Housing never goes down - emailed to subscribers - Mon, 21 Mar 2005

This was passed on to me from the elliottwave web site, as recently posted, by one of those in attendance at the recent ataa talk

fyi

posted: 5:00 PM ET March 16, 2005

Have you heard? Now you can pay off your mortgage, buy a duplex to rent, retire, and travel cross-country in a brand-new motor home, all in less than 60… /minutes --/thanks to CashFlow, the board game that uses play money to teach adults about real-world investing.

Talk about putting the fun back in /funance./ And, as any member of one of the 800 CashFlow Clubs around the world will tell you, the vicarious thrill of winning (fair and square) the American Dream can’t be beat.

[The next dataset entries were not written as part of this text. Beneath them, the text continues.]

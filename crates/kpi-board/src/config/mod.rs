use std::env;
use std::fmt;
use std::net::{IpAddr, SocketAddr};

/// Distinguishes runtime behavior for different stages of the service.
#[derive(Debug, Clone, Copy, PartialEq, Eq)]
pub enum AppEnvironment {
    Development,
    Test,
    Production,
}

impl AppEnvironment {
    fn from_str(value: &str) -> Self {
        match value.trim().to_ascii_lowercase().as_str() {
            "prod" | "production" => Self::Production,
            "test" | "ci" => Self::Test,
            _ => Self::Development,
        }
    }
}

/// Top-level configuration for the scoreboard service.
#[derive(Debug, Clone)]
pub struct AppConfig {
    pub environment: AppEnvironment,
    pub server: ServerConfig,
    pub telemetry: TelemetryConfig,
}

impl AppConfig {
    pub fn load() -> Result<Self, ConfigError> {
        dotenvy::dotenv().ok();

        let environment = AppEnvironment::from_str(
            &env::var("APP_ENV").unwrap_or_else(|_| "development".to_string()),
        );

        let host = env::var("APP_HOST").unwrap_or_else(|_| "127.0.0.1".to_string());
        let port = env::var("APP_PORT")
            .unwrap_or_else(|_| "3000".to_string())
            .parse::<u16>()
            .map_err(|_| ConfigError::InvalidPort)?;

        let log_level = env::var("APP_LOG_LEVEL").unwrap_or_else(|_| "info".to_string());

        Ok(Self {
            environment,
            server: ServerConfig { host, port },
            telemetry: TelemetryConfig { log_level },
        })
    }
}

/// Settings controlling the HTTP server binding.
#[derive(Debug, Clone)]
pub struct ServerConfig {
    pub host: String,
    pub port: u16,
}

impl ServerConfig {
    pub fn socket_addr(&self) -> Result<SocketAddr, ConfigError> {
        if self.host.eq_ignore_ascii_case("localhost") {
            return Ok(SocketAddr::new(IpAddr::from([127, 0, 0, 1]), self.port));
        }

        let ip: IpAddr = self
            .host
            .parse()
            .map_err(|source| ConfigError::InvalidHost { source })?;

        Ok(SocketAddr::new(ip, self.port))
    }
}

/// Tracing controls.
#[derive(Debug, Clone)]
pub struct TelemetryConfig {
    pub log_level: String,
}

#[derive(Debug)]
pub enum ConfigError {
    InvalidPort,
    InvalidHost { source: std::net::AddrParseError },
}

impl fmt::Display for ConfigError {
    fn fmt(&self, f: &mut fmt::Formatter<'_>) -> fmt::Result {
        match self {
            ConfigError::InvalidPort => write!(f, "APP_PORT must be a valid u16"),
            ConfigError::InvalidHost { .. } => {
                write!(f, "APP_HOST must parse to an IPv4 or IPv6 address")
            }
        }
    }
}

impl std::error::Error for ConfigError {
    fn source(&self) -> Option<&(dyn std::error::Error + 'static)> {
        match self {
            ConfigError::InvalidPort => None,
            ConfigError::InvalidHost { source } => Some(source),
        }
    }
}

Unless, of course, the Dream came true.

Which brings us to a March 14 /CNN/ Money report on one New York City-based CashFlow Club’s decision to /“turn the game about getting rich into a game plan for getting rich.”/

The time is right, claim the group’s members, to roll the dice in the real-world real estate market. They’ve come together to put down the playing cards and /“pick up the name of a good contractor, the number of a trusted real estate lawyer, or to offer cash, credit or time as one member of a real estate partnership.”/

In other words, relative strangers are partnering up to place their combined capital in property based on the experience they gained and lessons they learned from playing a board game.

What’s next -- People buying hotel chains because they kicked butt in a few rounds of Monopoly?

But as crazy as this may sound, many experts claim that in the game of real estate, there is no losing.

Take, for example, the March 12 testimony by a chief economist for the National Association of Realtors:

/“The US housing boom should continue for at least another decade… Thankfully, American’s are ignoring warnings of a [housing bust] and investing in real estate in droves.”/ Those who say the /“sky is falling are trying to compare real estate to stocks, but it’s apples and oranges. Stocks are, by their very nature, speculative. Real estate is more long term.”/

Exactly. If the housing bubble bursts, you can’t just pick up the phone and sell your real estate investment, as you could shares of a falling stock. You first have to find a buyer.

This brings to mind another board game by a different name: RISK. And, over the past few years, the degree of risk relevant to the HOME sweet home sector has soared sweet soared: Once merely a place to live, it’s now --

  • A place to earn a living: In 2004, 25% of the 7.7 million homes sold were purchased strictly as investments. AND

  • A way to ensure a livelihood: A March 15 /Associated Press/ article points out “/of the 243,000 net private payroll jobs added by California’s economy in the last two year, 122,000 of them were directly related to the real estate sector… The job gains over the past year reflect not an economy in the midst of a true recovery, but an economy still in the midst of a real-estate-fueled spending binge.”/

With so much resting on the rooftop of the real-estate sector, the name of the game should be clear, objective analysis of the true strength in U.S. housing prices.